■ Work required:
From the records below, copy each line that has the word "Display" in it.

■ The data:

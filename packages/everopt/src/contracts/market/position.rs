//! Position types for the market contract.
use crate::number::{Collateral, Price};
use anyhow::{anyhow, Result};
use cosmwasm_schema::cw_serde;
use cosmwasm_std::{Addr, Decimal256, Timestamp, Uint64};
use std::fmt;
use std::str::FromStr;

/// The two flavors of everlasting option.
#[cw_serde]
#[derive(Copy, Eq, Hash)]
pub enum OptionKind {
    /// Pays `max(spot - strike, 0)` per unit of size.
    Call,
    /// Pays `max(strike - spot, 0)` per unit of size.
    Put,
}

impl OptionKind {
    /// Stable string form, used in events and token ids.
    pub fn as_str(self) -> &'static str {
        match self {
            OptionKind::Call => "call",
            OptionKind::Put => "put",
        }
    }
}

impl fmt::Display for OptionKind {
    fn fmt(&self, f: &mut fmt::Formatter) -> fmt::Result {
        f.write_str(self.as_str())
    }
}

impl FromStr for OptionKind {
    type Err = anyhow::Error;

    fn from_str(s: &str) -> Result<Self> {
        match s {
            "call" => Ok(OptionKind::Call),
            "put" => Ok(OptionKind::Put),
            _ => Err(anyhow!("invalid option kind: {s}")),
        }
    }
}

/// Identifier of a position, assigned by an auto-incrementing counter.
#[cw_serde]
#[derive(Copy, Eq, PartialOrd, Ord)]
pub struct PositionId(Uint64);

impl std::hash::Hash for PositionId {
    fn hash<H: std::hash::Hasher>(&self, state: &mut H) {
        self.0.u64().hash(state);
    }
}

impl PositionId {
    /// Construct from the raw counter value.
    pub fn new(id: u64) -> Self {
        PositionId(id.into())
    }

    /// The raw counter value.
    pub fn u64(self) -> u64 {
        self.0.u64()
    }

    /// The next id in sequence.
    pub fn next(self) -> Self {
        PositionId((self.0.u64() + 1).into())
    }
}

impl fmt::Display for PositionId {
    fn fmt(&self, f: &mut fmt::Formatter) -> fmt::Result {
        self.0.fmt(f)
    }
}

impl FromStr for PositionId {
    type Err = anyhow::Error;

    fn from_str(s: &str) -> Result<Self> {
        s.parse().map(PositionId::new).map_err(|e: std::num::ParseIntError| e.into())
    }
}

/// An open (or closed) everlasting option position.
#[cw_serde]
pub struct Position {
    /// Position holder, receives payouts and controls the position
    pub owner: Addr,
    /// Call or put
    pub kind: OptionKind,
    /// Strike price, WAD
    pub strike: Price,
    /// Option size, WAD
    pub size: Decimal256,
    /// Remaining funding escrow, quote-unit precision.
    ///
    /// Non-increasing between deposits.
    pub funding_balance: Collateral,
    /// Last time funding was settled against this position
    pub last_funding_time: Timestamp,
    /// False once exercised, fully sold or liquidated. Terminal.
    pub active: bool,
}
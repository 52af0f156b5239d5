//! Contract result helpers.
use anyhow::Result;
use cosmwasm_std::{to_json_binary, QueryResponse};
use serde::Serialize;

/// Makes it easy to call .query_result() on any Serialize
/// and standardizes so query() entry points also return a ContractResult
pub trait QueryResultExt {
    /// Convert the value to its JSON representation
    fn query_result(&self) -> Result<QueryResponse>;
}

impl<T: Serialize> QueryResultExt for T {
    fn query_result(&self) -> Result<QueryResponse> {
        to_json_binary(self).map_err(|err| err.into())
    }
}
use super::{NonZero, Signed, UnsignedDecimal};
use schemars::schema::{InstanceType, SchemaObject};
use schemars::JsonSchema;
use serde::{de, ser, Deserialize, Deserializer, Serialize};
use std::fmt;
use std::marker::PhantomData;

/// Serializes as a string for serde
impl<T: UnsignedDecimal> Serialize for Signed<T> {
    fn serialize<S>(&self, serializer: S) -> Result<S::Ok, S::Error>
    where
        S: ser::Serializer,
    {
        serializer.serialize_str(&self.to_string())
    }
}

/// Deserializes as string for serde
impl<'de, T: UnsignedDecimal> Deserialize<'de> for Signed<T> {
    fn deserialize<D>(deserializer: D) -> Result<Self, D::Error>
    where
        D: Deserializer<'de>,
    {
        deserializer.deserialize_str(SignedVisitor(PhantomData))
    }
}

struct SignedVisitor<T>(PhantomData<T>);

impl<'de, T: UnsignedDecimal> de::Visitor<'de> for SignedVisitor<T> {
    type Value = Signed<T>;

    fn expecting(&self, formatter: &mut fmt::Formatter) -> fmt::Result {
        formatter.write_str("string-encoded signed decimal")
    }

    fn visit_str<E>(self, v: &str) -> Result<Self::Value, E>
    where
        E: de::Error,
    {
        match v.parse() {
            Ok(d) => Ok(d),
            Err(e) => Err(E::custom(format!(
                "Error parsing signed decimal '{}': {}",
                v, e
            ))),
        }
    }
}

impl<T: UnsignedDecimal> Serialize for NonZero<T> {
    fn serialize<S>(&self, serializer: S) -> Result<S::Ok, S::Error>
    where
        S: ser::Serializer,
    {
        serializer.serialize_str(&self.to_string())
    }
}

impl<'de, T: UnsignedDecimal> Deserialize<'de> for NonZero<T> {
    fn deserialize<D>(deserializer: D) -> Result<Self, D::Error>
    where
        D: Deserializer<'de>,
    {
        deserializer.deserialize_str(NonZeroVisitor(PhantomData))
    }
}

struct NonZeroVisitor<T>(PhantomData<T>);

impl<'de, T: UnsignedDecimal> de::Visitor<'de> for NonZeroVisitor<T> {
    type Value = NonZero<T>;

    fn expecting(&self, formatter: &mut fmt::Formatter) -> fmt::Result {
        formatter.write_str("string-encoded decimal greater than zero")
    }

    fn visit_str<E>(self, v: &str) -> Result<Self::Value, E>
    where
        E: de::Error,
    {
        match v.parse() {
            Ok(d) => Ok(d),
            Err(e) => Err(E::custom(format!(
                "Error parsing non-zero decimal '{}': {}",
                v, e
            ))),
        }
    }
}

impl<T: UnsignedDecimal> JsonSchema for Signed<T> {
    fn schema_name() -> String {
        "Signed decimal".to_owned()
    }

    fn is_referenceable() -> bool {
        false
    }

    fn json_schema(_: &mut schemars::gen::SchemaGenerator) -> schemars::schema::Schema {
        SchemaObject {
            instance_type: Some(InstanceType::String.into()),
            format: Some("signed-decimal".to_owned()),
            ..Default::default()
        }
        .into()
    }
}

impl<T: UnsignedDecimal> JsonSchema for NonZero<T> {
    fn schema_name() -> String {
        "NonZero decimal".to_owned()
    }

    fn json_schema(_: &mut schemars::gen::SchemaGenerator) -> schemars::schema::Schema {
        SchemaObject {
            instance_type: Some(InstanceType::String.into()),
            format: Some("non-zero".to_owned()),
            ..Default::default()
        }
        .into()
    }
}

■ Response:
impl fmt::Display for OptionKind {
impl fmt::Display for PositionId {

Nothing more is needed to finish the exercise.